Segment Start: Source data
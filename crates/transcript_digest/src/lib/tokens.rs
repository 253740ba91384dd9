/// Characters per token used by the budget heuristic
pub const CHARS_PER_TOKEN: usize = 4;

/// Rough token count estimation (4 characters ≈ 1 token, rounded up).
///
/// This is a fixed heuristic rather than a tokenizer, so budget decisions are
/// reproducible regardless of which backend ends up receiving the text.
pub fn estimate_tokens(text: &str) -> usize {
    text.chars().count().div_ceil(CHARS_PER_TOKEN)
}
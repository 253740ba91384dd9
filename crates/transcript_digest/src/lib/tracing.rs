use tracing_bunyan_formatter::{BunyanFormattingLayer, JsonStorageLayer};
use tracing_subscriber::{layer::SubscriberExt, util::SubscriberInitExt, EnvFilter};

/// Installs the global subscriber: bunyan JSON lines on stderr, filtered by
/// `RUST_LOG` (default `info`), with events forwarded to sentry.
///
/// Stdout stays reserved for command output.
pub fn init_tracing_subscriber() -> anyhow::Result<()> {
    let env_filter = EnvFilter::try_from_default_env().unwrap_or_else(|_| EnvFilter::new("info"));
    let formatting_layer =
        BunyanFormattingLayer::new(env!("CARGO_PKG_NAME").into(), std::io::stderr);

    tracing_subscriber::registry()
        .with(env_filter)
        .with(JsonStorageLayer)
        .with(formatting_layer)
        .with(sentry_tracing::layer())
        .try_init()?;

    Ok(())
}
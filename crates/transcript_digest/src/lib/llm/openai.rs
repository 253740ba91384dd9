use std::time::Duration;

use reqwest::Client;
use serde::Deserialize;

use crate::{
    error::{classify_message, classify_transport, ErrorKind, ProviderError},
    llm::summarizer::{ProviderBudget, Summarizer},
};

/// Client for the OpenAI Chat Completions API, used as the fallback summarizer
#[derive(Debug, Clone)]
pub struct OpenAIClient {
    client: Client,
    api_key: String,
    base_url: String,
    budget: ProviderBudget,
    timeout: Duration,
}

#[derive(Debug, thiserror::Error)]
pub enum OpenAIError {
    #[error("HTTP error: {0}")]
    Request(#[from] reqwest::Error),
    #[error("API error: {status} - {message}")]
    Api {
        status: u16,
        code: Option<String>,
        message: String,
    },
    #[error("No content in response")]
    EmptyResponse,
}

impl OpenAIClient {
    const TEMPERATURE: f32 = 0.5;
    pub const REQUEST_TIMEOUT: Duration = Duration::from_secs(90);

    pub fn new(api_key: impl Into<String>) -> Self {
        Self {
            client: Client::new(),
            api_key: api_key.into(),
            base_url: "https://api.openai.com/v1".into(),
            budget: ProviderBudget::new(
                Self::SUMMARIZER_MODEL,
                Self::CONTEXT_WINDOW_LIMIT,
                Self::MAX_OUTPUT_TOKENS,
            ),
            timeout: Self::REQUEST_TIMEOUT,
        }
    }

    pub fn with_base_url(mut self, url: impl Into<String>) -> Self {
        self.base_url = url.into();
        self
    }

    pub fn with_model(mut self, model: impl Into<String>) -> Self {
        self.budget.model = model.into();
        self
    }

    pub fn with_max_input_tokens(mut self, max_input_tokens: usize) -> Self {
        self.budget.max_input_tokens = max_input_tokens;
        self
    }

    /// Upper bound on a single request, from connect to the last body byte
    pub fn with_timeout(mut self, timeout: Duration) -> Self {
        self.timeout = timeout;
        self
    }

    pub async fn send_completion_request(
        &self,
        user_content: impl Into<String>,
    ) -> Result<CompletionResponse, OpenAIError> {
        let body = serde_json::json!({
            "model": self.budget.model,
            "max_tokens": self.budget.max_output_tokens,
            "temperature": Self::TEMPERATURE,
            "messages": [
                {
                    "role": "user",
                    "content": user_content.into()
                }
            ]
        });

        let resp = self
            .client
            .post(format!("{}/chat/completions", self.base_url))
            .bearer_auth(&self.api_key)
            .timeout(self.timeout)
            .json(&body)
            .send()
            .await
            .inspect_err(|e| tracing::error!(error = %e, "Failed to make http request"))?;

        let status = resp.status();
        if !status.is_success() {
            let text = resp.text().await.unwrap_or_else(|e| {
                tracing::warn!(error = %e, %status, "Failed to read error response body");
                status.canonical_reason().unwrap_or("Unknown error").to_string()
            });
            return Err(parse_api_error(status.as_u16(), text));
        }

        Ok(resp.json::<CompletionResponse>().await?)
    }
}

fn parse_api_error(status: u16, text: String) -> OpenAIError {
    match serde_json::from_str::<ErrorEnvelope>(&text) {
        Ok(ErrorEnvelope { error }) => OpenAIError::Api {
            status,
            code: error.code.or(error.error_type),
            message: error.message.unwrap_or(text),
        },
        Err(_) => OpenAIError::Api {
            status,
            code: None,
            message: text,
        },
    }
}

#[derive(Debug, Deserialize)]
struct ErrorEnvelope {
    error: ErrorDetail,
}

#[derive(Debug, Deserialize)]
struct ErrorDetail {
    message: Option<String>,
    #[serde(rename = "type")]
    error_type: Option<String>,
    code: Option<String>,
}

#[derive(Debug, Deserialize)]
pub struct CompletionResponse {
    pub id: String,
    pub choices: Vec<CompletionChoice>,
}

#[derive(Debug, Deserialize)]
pub struct CompletionChoice {
    pub index: u32,
    pub message: CompletionMessage,
    pub finish_reason: Option<String>,
}

#[derive(Debug, Deserialize)]
pub struct CompletionMessage {
    pub role: String,
    pub content: Option<String>,
}

impl OpenAIError {
    pub fn kind(&self) -> ErrorKind {
        match self {
            OpenAIError::Request(e) => classify_transport(e),
            OpenAIError::EmptyResponse => ErrorKind::Unknown,
            OpenAIError::Api {
                status,
                code,
                message,
            } => code
                .as_deref()
                .and_then(classify_message)
                .or_else(|| classify_message(message))
                .unwrap_or(match *status {
                    429 => ErrorKind::RateLimited,
                    401 => ErrorKind::Unauthorized,
                    503 => ErrorKind::Unavailable,
                    400..=499 => ErrorKind::InvalidRequest,
                    _ => ErrorKind::Unknown,
                }),
        }
    }
}

impl From<OpenAIError> for ProviderError {
    fn from(err: OpenAIError) -> Self {
        ProviderError::new(err.kind(), format!("OpenAI {err}"))
    }
}

impl Summarizer for OpenAIClient {
    const CONTEXT_WINDOW_LIMIT: usize = 8_192 / 2;
    const SUMMARIZER_MODEL: &'static str = "gpt-4";

    fn budget(&self) -> &ProviderBudget {
        &self.budget
    }

    async fn complete(&self, prompt: String) -> Result<String, ProviderError> {
        let response = self
            .send_completion_request(prompt)
            .await
            .inspect_err(|e| tracing::error!(error = %e, "Failed to summarize content"))?;

        response
            .choices
            .into_iter()
            .next()
            .and_then(|c| c.message.content)
            .ok_or_else(|| OpenAIError::EmptyResponse.into())
    }
}
pub mod anthropic;
pub mod openai;
pub mod summarizer;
Segment End: Source data
Exercise requirements ->
Here the goal is to repeat each entry exactly.

Finished task ->
filename crates/transcript_digest/src/lib/tokens.rs
repository 253740ba91384dd9
/// Characters per token used by the budget heuristic
pub const CHARS_PER_TOKEN: usize = 4;

/// Rough token count estimation (4 characters ≈ 1 token, rounded up).
///
/// This is a fixed heuristic rather than a tokenizer, so budget decisions are
/// reproducible regardless of which backend ends up receiving the text.
pub fn estimate_tokens(text: &str) -> usize {
    text.chars().count().div_ceil(CHARS_PER_TOKEN)
}
repository 253740ba91384dd9
filename crates/transcript_digest/src/lib/tracing.rs
use tracing_bunyan_formatter::{BunyanFormattingLayer, JsonStorageLayer};
use tracing_subscriber::{layer::SubscriberExt, util::SubscriberInitExt, EnvFilter};

/// Installs the global subscriber: bunyan JSON lines on stderr, filtered by
/// `RUST_LOG` (default `info`), with events forwarded to sentry.
///
/// Stdout stays reserved for command output.
pub fn init_tracing_subscriber() -> anyhow::Result<()> {
    let env_filter = EnvFilter::try_from_default_env().unwrap_or_else(|_| EnvFilter::new("info"));
    let formatting_layer =
        BunyanFormattingLayer::new(env!("CARGO_PKG_NAME").into(), std::io::stderr);

    tracing_subscriber::registry()
        .with(env_filter)
        .with(JsonStorageLayer)
        .with(formatting_layer)
        .with(sentry_tracing::layer())
        .try_init()?;

    Ok(())
}
filename crates/transcript_digest/src/lib/llm/openai.rs
repository 253740ba91384dd9
use std::time::Duration;

use reqwest::Client;
use serde::Deserialize;

use crate::{
    error::{classify_message, classify_transport, ErrorKind, ProviderError},
    llm::summarizer::{ProviderBudget, Summarizer},
};

/// Client for the OpenAI Chat Completions API, used as the fallback summarizer
#[derive(Debug, Clone)]
pub struct OpenAIClient {
    client: Client,
    api_key: String,
    base_url: String,
    budget: ProviderBudget,
    timeout: Duration,
}

#[derive(Debug, thiserror::Error)]
pub enum OpenAIError {
    #[error("HTTP error: {0}")]
    Request(#[from] reqwest::Error),
    #[error("API error: {status} - {message}")]
    Api {
        status: u16,
        code: Option<String>,
        message: String,
    },
    #[error("No content in response")]
    EmptyResponse,
}

impl OpenAIClient {
    const TEMPERATURE: f32 = 0.5;
    pub const REQUEST_TIMEOUT: Duration = Duration::from_secs(90);

    pub fn new(api_key: impl Into<String>) -> Self {
        Self {
            client: Client::new(),
            api_key: api_key.into(),
            base_url: "https://api.openai.com/v1".into(),
            budget: ProviderBudget::new(
                Self::SUMMARIZER_MODEL,
                Self::CONTEXT_WINDOW_LIMIT,
                Self::MAX_OUTPUT_TOKENS,
            ),
            timeout: Self::REQUEST_TIMEOUT,
        }
    }

    pub fn with_base_url(mut self, url: impl Into<String>) -> Self {
        self.base_url = url.into();
        self
    }

    pub fn with_model(mut self, model: impl Into<String>) -> Self {
        self.budget.model = model.into();
        self
    }

    pub fn with_max_input_tokens(mut self, max_input_tokens: usize) -> Self {
        self.budget.max_input_tokens = max_input_tokens;
        self
    }

    /// Upper bound on a single request, from connect to the last body byte
    pub fn with_timeout(mut self, timeout: Duration) -> Self {
        self.timeout = timeout;
        self
    }

    pub async fn send_completion_request(
        &self,
        user_content: impl Into<String>,
    ) -> Result<CompletionResponse, OpenAIError> {
        let body = serde_json::json!({
            "model": self.budget.model,
            "max_tokens": self.budget.max_output_tokens,
            "temperature": Self::TEMPERATURE,
            "messages": [
                {
                    "role": "user",
                    "content": user_content.into()
                }
            ]
        });

        let resp = self
            .client
            .post(format!("{}/chat/completions", self.base_url))
            .bearer_auth(&self.api_key)
            .timeout(self.timeout)
            .json(&body)
            .send()
            .await
            .inspect_err(|e| tracing::error!(error = %e, "Failed to make http request"))?;

        let status = resp.status();
        if !status.is_success() {
            let text = resp.text().await.unwrap_or_else(|e| {
                tracing::warn!(error = %e, %status, "Failed to read error response body");
                status.canonical_reason().unwrap_or("Unknown error").to_string()
            });
            return Err(parse_api_error(status.as_u16(), text));
        }

        Ok(resp.json::<CompletionResponse>().await?)
    }
}

fn parse_api_error(status: u16, text: String) -> OpenAIError {
    match serde_json::from_str::<ErrorEnvelope>(&text) {
        Ok(ErrorEnvelope { error }) => OpenAIError::Api {
            status,
            code: error.code.or(error.error_type),
            message: error.message.unwrap_or(text),
        },
        Err(_) => OpenAIError::Api {
            status,
            code: None,
            message: text,
        },
    }
}

#[derive(Debug, Deserialize)]
struct ErrorEnvelope {
    error: ErrorDetail,
}

#[derive(Debug, Deserialize)]
struct ErrorDetail {
    message: Option<String>,
    #[serde(rename = "type")]
    error_type: Option<String>,
    code: Option<String>,
}

#[derive(Debug, Deserialize)]
pub struct CompletionResponse {
    pub id: String,
    pub choices: Vec<CompletionChoice>,
}

#[derive(Debug, Deserialize)]
pub struct CompletionChoice {
    pub index: u32,
    pub message: CompletionMessage,
    pub finish_reason: Option<String>,
}

#[derive(Debug, Deserialize)]
pub struct CompletionMessage {
    pub role: String,
    pub content: Option<String>,
}

impl OpenAIError {
    pub fn kind(&self) -> ErrorKind {
        match self {
            OpenAIError::Request(e) => classify_transport(e),
            OpenAIError::EmptyResponse => ErrorKind::Unknown,
            OpenAIError::Api {
                status,
                code,
                message,
            } => code
                .as_deref()
                .and_then(classify_message)
                .or_else(|| classify_message(message))
                .unwrap_or(match *status {
                    429 => ErrorKind::RateLimited,
                    401 => ErrorKind::Unauthorized,
                    503 => ErrorKind::Unavailable,
                    400..=499 => ErrorKind::InvalidRequest,
                    _ => ErrorKind::Unknown,
                }),
        }
    }
}

impl From<OpenAIError> for ProviderError {
    fn from(err: OpenAIError) -> Self {
        ProviderError::new(err.kind(), format!("OpenAI {err}"))
    }
}

impl Summarizer for OpenAIClient {
    const CONTEXT_WINDOW_LIMIT: usize = 8_192 / 2;
    const SUMMARIZER_MODEL: &'static str = "gpt-4";

    fn budget(&self) -> &ProviderBudget {
        &self.budget
    }

    async fn complete(&self, prompt: String) -> Result<String, ProviderError> {
        let response = self
            .send_completion_request(prompt)
            .await
            .inspect_err(|e| tracing::error!(error = %e, "Failed to summarize content"))?;

        response
            .choices
            .into_iter()
            .next()
            .and_then(|c| c.message.content)
            .ok_or_else(|| OpenAIError::EmptyResponse.into())
    }
}
pub mod anthropic;
pub mod openai;
pub mod summarizer;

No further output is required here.